Four ways to grow kids who actually care

How do you define ‘success’ for your children? Fame and excitement or contentment? More stuff or more kindness? The ‘Making Caring Common’ team at Harvard University found that while 96 per cent of parents say they want caring kids, 80 per cent of their own kids thought their parents valued achievement and success more than anything else.

Are parents all talk?

The ‘Making Caring Common’ findings are not a good look, especially for Christians. Teenagers can spot hypocrisy with the passion of Jesus!

Another recent report by the esteemed Barna Group shows that the top parenting struggles are both relational and technological. Relationships Australia notes that parents worry most about their children’s happiness and safety, bullying and social media, but also how to talk with their children.

Carol Ronken, director of research at a child protection organisation, says we can’t legislate our way out of technology issues such as pornography: “We need to have a much broader focus on prevention, talking to kids about positive relationships, teaching them to be critical consumers of what they see online.”

Parents of ‘successful’ kids need to spend time with them, having good conversations and helping them make decisions.

If parents and caregivers are not intentional about developing the caring side of a child’s nature, then our culture will tell them what to care about – and we may not like it!

There are four main areas of life that need attention paid to them if we are to raise kids who really care.

1. Build up their relationship skills

Whatever avenues of ‘success’ our children follow, it’s the quality of their relationships that determine their quality of life. For better or worse, family, church and community relationships model these skills, but we can be even more intentional about building them.

Most of our children’s resilience comes from their relationships …

Have we taught our kids how to be a good friend? Does everyone feel heard?

How do you deal with conflict? We can cringe from conflict – or see it as a necessary part of life that can build intimacy.

We preach forgiveness in church, but do we teach this difficult skill as a way of life? If we leave it to Hollywood, we can expect ‘an eye for an eye’ to be the much more likely social outcome.

Most of our children’s resilience comes from their relationships, so let’s make sure they are well equipped.

2. Build up their awareness of the effect of culture

We don’t realise the effect of our culture until we experience another one. We can help our kids evaluate their culture by giving them wide experience. This is tricky in these COVID times but, often, this can be as simple as inviting another family over for dinner.

We can build awareness of the intentions of the advertising industry, to help protect our kids from the overwhelm of consumerism. We can be explicit about our values and discuss the true meaning of happiness to help them have a framework for analysing cultural messages.

This is crucial in our world of technology – we don’t want random internet sites informing our kids about the meaning of life! Help them enjoy creating content more than they enjoy consuming it.

3. Build up their inner life

As spiritual beings in a material world, our kids need us to help them identify the differences. A spiritual life is concerned with wisdom and generosity, gentleness and purpose, love rather than fear. It makes sense then, to make sure we give these parts of our children’s inner lives as much nurture as sport does for their bodies and school does for their brains.

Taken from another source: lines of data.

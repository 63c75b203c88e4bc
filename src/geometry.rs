//! Geometry: pointer space → world space → snapped grid space.
//!
//! DESIGN
//! ======
//! Everything here is pure. A `Viewport` is the pan/scale pair of one
//! presentation surface; tables live in world space and seats live in the
//! rotating local frame of their table.

#[cfg(test)]
#[path = "geometry_test.rs"]
mod geometry_test;

use serde::{Deserialize, Serialize};

/// Smallest allowed viewport scale.
pub const MIN_SCALE: f64 = 0.1;

/// Largest allowed viewport scale.
pub const MAX_SCALE: f64 = 3.0;

/// A point in pointer, world, or table-local space.
#[derive(Debug, Clone, Copy, PartialEq, Default, Serialize, Deserialize)]
pub struct Point {
    pub x: f64,
    pub y: f64,
}

impl Point {
    #[must_use]
    pub fn new(x: f64, y: f64) -> Self {
        Self { x, y }
    }

    #[must_use]
    pub fn offset(self, dx: f64, dy: f64) -> Self {
        Self { x: self.x + dx, y: self.y + dy }
    }
}

/// Pan/zoom state of a surface.
///
/// `pan_x` / `pan_y` are in pointer pixels. `scale` is always inside
/// `[MIN_SCALE, MAX_SCALE]`; every constructor clamps it.
#[derive(Debug, Clone, Copy, PartialEq)]
pub struct Viewport {
    pan_x: f64,
    pan_y: f64,
    scale: f64,
}

impl Default for Viewport {
    fn default() -> Self {
        Self { pan_x: 0.0, pan_y: 0.0, scale: 1.0 }
    }
}

impl Viewport {
    #[must_use]
    pub fn new(pan_x: f64, pan_y: f64, scale: f64) -> Self {
        Self { pan_x, pan_y, scale: clamp_scale(scale) }
    }

    #[must_use]
    pub fn pan_x(&self) -> f64 {
        self.pan_x
    }

    #[must_use]
    pub fn pan_y(&self) -> f64 {
        self.pan_y
    }

    #[must_use]
    pub fn scale(&self) -> f64 {
        self.scale
    }

    /// Convert a pointer-space point to world coordinates.
    #[must_use]
    pub fn to_world(&self, pointer: Point) -> Point {
        Point {
            x: (pointer.x - self.pan_x) / self.scale,
            y: (pointer.y - self.pan_y) / self.scale,
        }
    }

    /// Convert a world-space point to pointer coordinates.
    #[must_use]
    pub fn to_screen(&self, world: Point) -> Point {
        Point {
            x: world.x * self.scale + self.pan_x,
            y: world.y * self.scale + self.pan_y,
        }
    }

    /// Move the viewport by a pointer-space delta.
    #[must_use]
    pub fn panned(self, dx: f64, dy: f64) -> Self {
        Self { pan_x: self.pan_x + dx, pan_y: self.pan_y + dy, scale: self.scale }
    }

    /// Zoom by `factor` keeping the world point under `pointer` fixed.
    #[must_use]
    pub fn zoom_at(self, pointer: Point, factor: f64) -> Self {
        let anchor = self.to_world(pointer);
        let scale = clamp_scale(self.scale * factor);
        Self {
            pan_x: pointer.x - anchor.x * scale,
            pan_y: pointer.y - anchor.y * scale,
            scale,
        }
    }
}

fn clamp_scale(scale: f64) -> f64 {
    if scale.is_nan() {
        return 1.0;
    }
    scale.clamp(MIN_SCALE, MAX_SCALE)
}

/// Round each axis to the nearest multiple of `grid_size`.
///
/// A non-positive grid disables snapping.
#[must_use]
pub fn snap(point: Point, grid_size: f64) -> Point {
    if grid_size <= 0.0 || !grid_size.is_finite() {
        return point;
    }
    Point {
        x: (point.x / grid_size).round() * grid_size,
        y: (point.y / grid_size).round() * grid_size,
    }
}

/// Normalize an angle in degrees into `[0, 360)`.
#[must_use]
pub fn normalize_degrees(degrees: f64) -> f64 {
    let r = degrees.rem_euclid(360.0);
    // rem_euclid can return 360.0 for tiny negative inputs.
    if r >= 360.0 { 0.0 } else { r }
}

/// Express a world point in the local frame of a table at `origin`
/// rotated by `rotation` degrees.
#[must_use]
pub fn to_table_local(world: Point, origin: Point, rotation: f64) -> Point {
    let (sin, cos) = rotation.to_radians().sin_cos();
    let dx = world.x - origin.x;
    let dy = world.y - origin.y;
    Point { x: dx * cos + dy * sin, y: -dx * sin + dy * cos }
}

/// Inverse of [`to_table_local`].
#[must_use]
pub fn to_table_world(local: Point, origin: Point, rotation: f64) -> Point {
    let (sin, cos) = rotation.to_radians().sin_cos();
    Point {
        x: origin.x + local.x * cos - local.y * sin,
        y: origin.y + local.x * sin + local.y * cos,
    }
}

/// Pointer position plus the viewport it was observed in, as delivered by a
/// drag gesture.
#[derive(Debug, Clone, Copy, PartialEq)]
pub struct DragGeometry {
    pub pointer: Point,
    pub viewport: Viewport,
    /// World-space offset between the grabbed point and the entity origin.
    pub grab_offset: Point,
}

impl DragGeometry {
    #[must_use]
    pub fn new(pointer: Point, viewport: Viewport) -> Self {
        Self { pointer, viewport, grab_offset: Point::default() }
    }

    #[must_use]
    pub fn with_grab_offset(mut self, grab_offset: Point) -> Self {
        self.grab_offset = grab_offset;
        self
    }

    /// World position of the dragged entity's origin, before snapping.
    #[must_use]
    pub fn world_origin(&self) -> Point {
        self.viewport
            .to_world(self.pointer)
            .offset(-self.grab_offset.x, -self.grab_offset.y)
    }
}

Talk to your kids about the world – don’t shelter them!

We can talk with our children about how we like to be treated, how we can recognise our soul’s desires, or how we can contribute to the common good of all.

This needs to be practical and modelled rather than idealistic theology. We can take our children with us when we deliver a casserole to a sick friend, when we volunteer for a cause we care about, or as we prepare for our ministry.

I asked a bunch of caring young adults what advice they’d give parents and they said talk to your kids about the world – don’t shelter them!

4. Build up their ability to contribute

If we only knew about the world from our newsfeeds, we’d get depressed pretty quickly. Our brains can’t cope with knowing every bad thing – we’re created to go and help when someone needs it. This is why we love technology to distract us from the pain of feeling helpless.

Rather than feeling helpless, let’s raise kids who see a problem in their world and think ‘I can do something about that.’

We’ll need to work at finding ways to let them practise their instinct for compassion, justice and generosity. Children want to be part of something big and worthwhile – like a Kingdom of Heaven life.

The Christian life is about both belief and behaviour …

So, ask them what they care about. Whether it’s lost puppies or less plastic in the ocean, let them get involved in progressively larger ways. What organisations can they find to volunteer with? Go with them, encourage their attempts to be a contributor to the world rather than a passive observer.

‘Let’s do this, together’

In late 2019, World Vision helped organise a study of 15,000 young adults in 25 countries called ‘The Connected Generation’. They found these digitally connected young people were lonely. They had a surprising openness to spirituality, cared about human suffering, and longed to make a significant difference. They were keenly aware of adults, and the church, not practising what they preach.

The Christian life is about both belief and behaviour – we know faith without works is dead. With children who are still in concrete stages of development, we can’t just say ‘believe this’ without showing them ‘here’s what believing this looks like in practise’.

Instead, we can take them by the hand and say ‘Let’s do this, together’.